▸ What to work on: Output the records that follow, with every character intact.

▸ Records provided:
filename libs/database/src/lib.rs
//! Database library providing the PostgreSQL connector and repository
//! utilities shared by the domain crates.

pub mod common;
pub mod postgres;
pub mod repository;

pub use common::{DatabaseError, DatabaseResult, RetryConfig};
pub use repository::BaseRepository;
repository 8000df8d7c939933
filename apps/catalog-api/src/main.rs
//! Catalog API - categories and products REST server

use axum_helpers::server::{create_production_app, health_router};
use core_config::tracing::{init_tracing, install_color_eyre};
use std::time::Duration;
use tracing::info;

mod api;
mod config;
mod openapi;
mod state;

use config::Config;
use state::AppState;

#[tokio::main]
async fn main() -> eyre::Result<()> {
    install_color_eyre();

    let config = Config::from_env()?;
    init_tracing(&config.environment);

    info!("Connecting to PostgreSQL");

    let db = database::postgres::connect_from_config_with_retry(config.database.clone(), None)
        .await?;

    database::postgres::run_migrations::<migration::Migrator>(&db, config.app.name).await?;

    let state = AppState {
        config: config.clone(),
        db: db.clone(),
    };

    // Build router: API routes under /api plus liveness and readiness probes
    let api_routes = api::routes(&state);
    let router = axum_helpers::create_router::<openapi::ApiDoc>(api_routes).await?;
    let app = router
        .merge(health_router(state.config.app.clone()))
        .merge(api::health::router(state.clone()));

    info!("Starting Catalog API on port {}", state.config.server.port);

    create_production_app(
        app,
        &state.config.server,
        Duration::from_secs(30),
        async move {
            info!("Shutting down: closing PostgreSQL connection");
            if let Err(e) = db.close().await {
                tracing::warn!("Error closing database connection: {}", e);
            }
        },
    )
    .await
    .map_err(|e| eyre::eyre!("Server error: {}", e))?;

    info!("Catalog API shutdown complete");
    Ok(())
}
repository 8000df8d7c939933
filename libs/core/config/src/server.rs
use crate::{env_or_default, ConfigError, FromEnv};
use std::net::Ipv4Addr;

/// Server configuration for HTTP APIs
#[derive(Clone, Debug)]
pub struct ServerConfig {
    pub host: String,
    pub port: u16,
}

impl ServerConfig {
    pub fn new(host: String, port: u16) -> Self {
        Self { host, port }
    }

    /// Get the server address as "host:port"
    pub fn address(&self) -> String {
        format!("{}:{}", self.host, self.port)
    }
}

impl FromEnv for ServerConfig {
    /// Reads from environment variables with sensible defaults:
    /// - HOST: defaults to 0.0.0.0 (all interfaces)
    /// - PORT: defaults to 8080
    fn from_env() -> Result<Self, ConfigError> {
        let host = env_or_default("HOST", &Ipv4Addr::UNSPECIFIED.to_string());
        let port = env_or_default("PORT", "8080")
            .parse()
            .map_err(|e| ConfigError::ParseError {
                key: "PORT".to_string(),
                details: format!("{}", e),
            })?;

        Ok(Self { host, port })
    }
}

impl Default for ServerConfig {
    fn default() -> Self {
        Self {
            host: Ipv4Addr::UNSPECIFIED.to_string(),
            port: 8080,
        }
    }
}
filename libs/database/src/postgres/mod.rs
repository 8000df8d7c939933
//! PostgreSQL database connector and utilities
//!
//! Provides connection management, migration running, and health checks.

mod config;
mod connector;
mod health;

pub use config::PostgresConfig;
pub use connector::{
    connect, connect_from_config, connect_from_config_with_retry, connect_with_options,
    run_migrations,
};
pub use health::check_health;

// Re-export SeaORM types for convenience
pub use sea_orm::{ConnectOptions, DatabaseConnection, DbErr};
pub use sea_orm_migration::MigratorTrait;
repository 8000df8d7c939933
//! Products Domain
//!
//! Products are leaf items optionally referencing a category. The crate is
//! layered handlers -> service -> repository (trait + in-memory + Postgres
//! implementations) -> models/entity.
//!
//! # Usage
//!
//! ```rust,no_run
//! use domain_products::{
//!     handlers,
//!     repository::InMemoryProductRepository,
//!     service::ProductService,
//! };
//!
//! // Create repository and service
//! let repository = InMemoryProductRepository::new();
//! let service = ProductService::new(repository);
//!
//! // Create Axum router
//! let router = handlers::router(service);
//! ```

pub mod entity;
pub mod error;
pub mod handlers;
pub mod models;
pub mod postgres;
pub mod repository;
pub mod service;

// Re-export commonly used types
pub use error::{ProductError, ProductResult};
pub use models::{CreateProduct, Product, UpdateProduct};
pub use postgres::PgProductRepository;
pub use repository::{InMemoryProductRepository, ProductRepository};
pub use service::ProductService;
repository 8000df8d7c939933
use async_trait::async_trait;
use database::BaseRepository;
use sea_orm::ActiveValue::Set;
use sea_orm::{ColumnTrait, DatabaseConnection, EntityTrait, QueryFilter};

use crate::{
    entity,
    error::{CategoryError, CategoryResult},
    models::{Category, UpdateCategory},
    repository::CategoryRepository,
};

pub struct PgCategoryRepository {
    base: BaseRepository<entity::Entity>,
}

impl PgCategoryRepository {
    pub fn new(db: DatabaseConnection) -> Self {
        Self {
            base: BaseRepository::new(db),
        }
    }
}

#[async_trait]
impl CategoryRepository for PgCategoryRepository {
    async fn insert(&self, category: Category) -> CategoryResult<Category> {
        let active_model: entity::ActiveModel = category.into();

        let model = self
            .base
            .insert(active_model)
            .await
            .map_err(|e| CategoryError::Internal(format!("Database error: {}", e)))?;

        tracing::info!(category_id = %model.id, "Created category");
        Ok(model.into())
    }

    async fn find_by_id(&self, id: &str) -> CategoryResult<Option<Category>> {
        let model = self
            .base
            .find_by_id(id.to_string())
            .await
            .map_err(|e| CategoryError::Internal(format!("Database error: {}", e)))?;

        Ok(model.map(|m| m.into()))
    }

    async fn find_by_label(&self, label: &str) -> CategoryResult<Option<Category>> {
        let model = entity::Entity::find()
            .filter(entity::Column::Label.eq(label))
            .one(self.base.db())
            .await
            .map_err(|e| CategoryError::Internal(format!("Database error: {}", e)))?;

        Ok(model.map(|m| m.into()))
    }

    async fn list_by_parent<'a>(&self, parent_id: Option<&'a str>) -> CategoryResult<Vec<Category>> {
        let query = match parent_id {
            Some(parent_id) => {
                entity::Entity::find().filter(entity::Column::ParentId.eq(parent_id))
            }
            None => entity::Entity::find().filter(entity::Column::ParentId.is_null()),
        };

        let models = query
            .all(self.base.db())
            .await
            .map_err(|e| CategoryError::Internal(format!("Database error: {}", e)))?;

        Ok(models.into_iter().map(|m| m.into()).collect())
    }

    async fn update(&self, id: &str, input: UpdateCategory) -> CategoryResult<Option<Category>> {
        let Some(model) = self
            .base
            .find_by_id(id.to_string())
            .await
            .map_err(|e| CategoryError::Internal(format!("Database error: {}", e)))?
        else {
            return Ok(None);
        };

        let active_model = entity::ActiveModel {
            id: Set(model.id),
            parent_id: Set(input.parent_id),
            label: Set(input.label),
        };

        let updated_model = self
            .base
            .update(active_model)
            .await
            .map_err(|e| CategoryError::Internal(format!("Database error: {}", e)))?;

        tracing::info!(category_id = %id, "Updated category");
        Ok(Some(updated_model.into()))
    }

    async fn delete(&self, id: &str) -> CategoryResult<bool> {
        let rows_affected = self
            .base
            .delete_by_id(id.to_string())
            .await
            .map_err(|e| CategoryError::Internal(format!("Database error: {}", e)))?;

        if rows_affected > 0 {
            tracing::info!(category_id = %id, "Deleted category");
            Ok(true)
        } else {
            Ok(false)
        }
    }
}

▸ Written answer:
filename libs/database/src/lib.rs
//! Database library providing the PostgreSQL connector and repository
//! utilities shared by the domain crates.

pub mod common;
pub mod postgres;
pub mod repository;

pub use common::{DatabaseError, DatabaseResult, RetryConfig};
pub use repository::BaseRepository;
repository 8000df8d7c939933
filename apps/catalog-api/src/main.rs
//! Catalog API - categories and products REST server

use axum_helpers::server::{create_production_app, health_router};
use core_config::tracing::{init_tracing, install_color_eyre};
use std::time::Duration;
use tracing::info;

mod api;
mod config;
mod openapi;
mod state;

use config::Config;
use state::AppState;

#[tokio::main]
async fn main() -> eyre::Result<()> {
    install_color_eyre();

    let config = Config::from_env()?;
    init_tracing(&config.environment);

    info!("Connecting to PostgreSQL");

    let db = database::postgres::connect_from_config_with_retry(config.database.clone(), None)
        .await?;

    database::postgres::run_migrations::<migration::Migrator>(&db, config.app.name).await?;

    let state = AppState {
        config: config.clone(),
        db: db.clone(),
    };

    // Build router: API routes under /api plus liveness and readiness probes
    let api_routes = api::routes(&state);
    let router = axum_helpers::create_router::<openapi::ApiDoc>(api_routes).await?;
    let app = router
        .merge(health_router(state.config.app.clone()))
        .merge(api::health::router(state.clone()));

    info!("Starting Catalog API on port {}", state.config.server.port);

    create_production_app(
        app,
        &state.config.server,
        Duration::from_secs(30),
        async move {
            info!("Shutting down: closing PostgreSQL connection");
            if let Err(e) = db.close().await {
                tracing::warn!("Error closing database connection: {}", e);
            }
        },
    )
    .await
    .map_err(|e| eyre::eyre!("Server error: {}", e))?;

    info!("Catalog API shutdown complete");
    Ok(())
}
repository 8000df8d7c939933
filename libs/core/config/src/server.rs
use crate::{env_or_default, ConfigError, FromEnv};
use std::net::Ipv4Addr;

/// Server configuration for HTTP APIs
#[derive(Clone, Debug)]
pub struct ServerConfig {
    pub host: String,
    pub port: u16,
}

impl ServerConfig {
    pub fn new(host: String, port: u16) -> Self {
        Self { host, port }
    }

    /// Get the server address as "host:port"
    pub fn address(&self) -> String {
        format!("{}:{}", self.host, self.port)
    }
}

impl FromEnv for ServerConfig {
    /// Reads from environment variables with sensible defaults:
    /// - HOST: defaults to 0.0.0.0 (all interfaces)
    /// - PORT: defaults to 8080
    fn from_env() -> Result<Self, ConfigError> {
        let host = env_or_default("HOST", &Ipv4Addr::UNSPECIFIED.to_string());
        let port = env_or_default("PORT", "8080")
            .parse()
            .map_err(|e| ConfigError::ParseError {
                key: "PORT".to_string(),
                details: format!("{}", e),
            })?;

        Ok(Self { host, port })
    }
}

impl Default for ServerConfig {
    fn default() -> Self {
        Self {
            host: Ipv4Addr::UNSPECIFIED.to_string(),
            port: 8080,
        }
    }
}
filename libs/database/src/postgres/mod.rs
repository 8000df8d7c939933
//! PostgreSQL database connector and utilities
//!
//! Provides connection management, migration running, and health checks.

mod config;
mod connector;
mod health;

pub use config::PostgresConfig;
pub use connector::{
    connect, connect_from_config, connect_from_config_with_retry, connect_with_options,
    run_migrations,
};
pub use health::check_health;

// Re-export SeaORM types for convenience
pub use sea_orm::{ConnectOptions, DatabaseConnection, DbErr};
pub use sea_orm_migration::MigratorTrait;
repository 8000df8d7c939933
//! Products Domain
//!
//! Products are leaf items optionally referencing a category. The crate is
//! layered handlers -> service -> repository (trait + in-memory + Postgres
//! implementations) -> models/entity.
//!
//! # Usage
//!
//! ```rust,no_run
//! use domain_products::{
//!     handlers,
//!     repository::InMemoryProductRepository,
//!     service::ProductService,
//! };
//!
//! // Create repository and service
//! let repository = InMemoryProductRepository::new();
//! let service = ProductService::new(repository);
//!
//! // Create Axum router
//! let router = handlers::router(service);
//! ```

pub mod entity;
pub mod error;
pub mod handlers;
pub mod models;
pub mod postgres;
pub mod repository;
pub mod service;

// Re-export commonly used types
pub use error::{ProductError, ProductResult};
pub use models::{CreateProduct, Product, UpdateProduct};
pub use postgres::PgProductRepository;
pub use repository::{InMemoryProductRepository, ProductRepository};
pub use service::ProductService;
repository 8000df8d7c939933
use async_trait::async_trait;
use database::BaseRepository;
use sea_orm::ActiveValue::Set;
use sea_orm::{ColumnTrait, DatabaseConnection, EntityTrait, QueryFilter};

use crate::{
    entity,
    error::{CategoryError, CategoryResult},
    models::{Category, UpdateCategory},
    repository::CategoryRepository,
};

pub struct PgCategoryRepository {
    base: BaseRepository<entity::Entity>,
}

impl PgCategoryRepository {
    pub fn new(db: DatabaseConnection) -> Self {
        Self {
            base: BaseRepository::new(db),
        }
    }
}

#[async_trait]
impl CategoryRepository for PgCategoryRepository {
    async fn insert(&self, category: Category) -> CategoryResult<Category> {
        let active_model: entity::ActiveModel = category.into();

        let model = self
            .base
            .insert(active_model)
            .await
            .map_err(|e| CategoryError::Internal(format!("Database error: {}", e)))?;

        tracing::info!(category_id = %model.id, "Created category");
        Ok(model.into())
    }

    async fn find_by_id(&self, id: &str) -> CategoryResult<Option<Category>> {
        let model = self
            .base
            .find_by_id(id.to_string())
            .await
            .map_err(|e| CategoryError::Internal(format!("Database error: {}", e)))?;

        Ok(model.map(|m| m.into()))
    }

    async fn find_by_label(&self, label: &str) -> CategoryResult<Option<Category>> {
        let model = entity::Entity::find()
            .filter(entity::Column::Label.eq(label))
            .one(self.base.db())
            .await
            .map_err(|e| CategoryError::Internal(format!("Database error: {}", e)))?;

        Ok(model.map(|m| m.into()))
    }

    async fn list_by_parent<'a>(&self, parent_id: Option<&'a str>) -> CategoryResult<Vec<Category>> {
        let query = match parent_id {
            Some(parent_id) => {
                entity::Entity::find().filter(entity::Column::ParentId.eq(parent_id))
            }
            None => entity::Entity::find().filter(entity::Column::ParentId.is_null()),
        };

        let models = query
            .all(self.base.db())
            .await
            .map_err(|e| CategoryError::Internal(format!("Database error: {}", e)))?;

        Ok(models.into_iter().map(|m| m.into()).collect())
    }

    async fn update(&self, id: &str, input: UpdateCategory) -> CategoryResult<Option<Category>> {
        let Some(model) = self
            .base
            .find_by_id(id.to_string())
            .await
            .map_err(|e| CategoryError::Internal(format!("Database error: {}", e)))?
        else {
            return Ok(None);
        };

        let active_model = entity::ActiveModel {
            id: Set(model.id),
            parent_id: Set(input.parent_id),
            label: Set(input.label),
        };

        let updated_model = self
            .base
            .update(active_model)
            .await
            .map_err(|e| CategoryError::Internal(format!("Database error: {}", e)))?;

        tracing::info!(category_id = %id, "Updated category");
        Ok(Some(updated_model.into()))
    }

    async fn delete(&self, id: &str) -> CategoryResult<bool> {
        let rows_affected = self
            .base
            .delete_by_id(id.to_string())
            .await
            .map_err(|e| CategoryError::Internal(format!("Database error: {}", e)))?;

        if rows_affected > 0 {
            tracing::info!(category_id = %id, "Deleted category");
            Ok(true)
        } else {
            Ok(false)
        }
    }
}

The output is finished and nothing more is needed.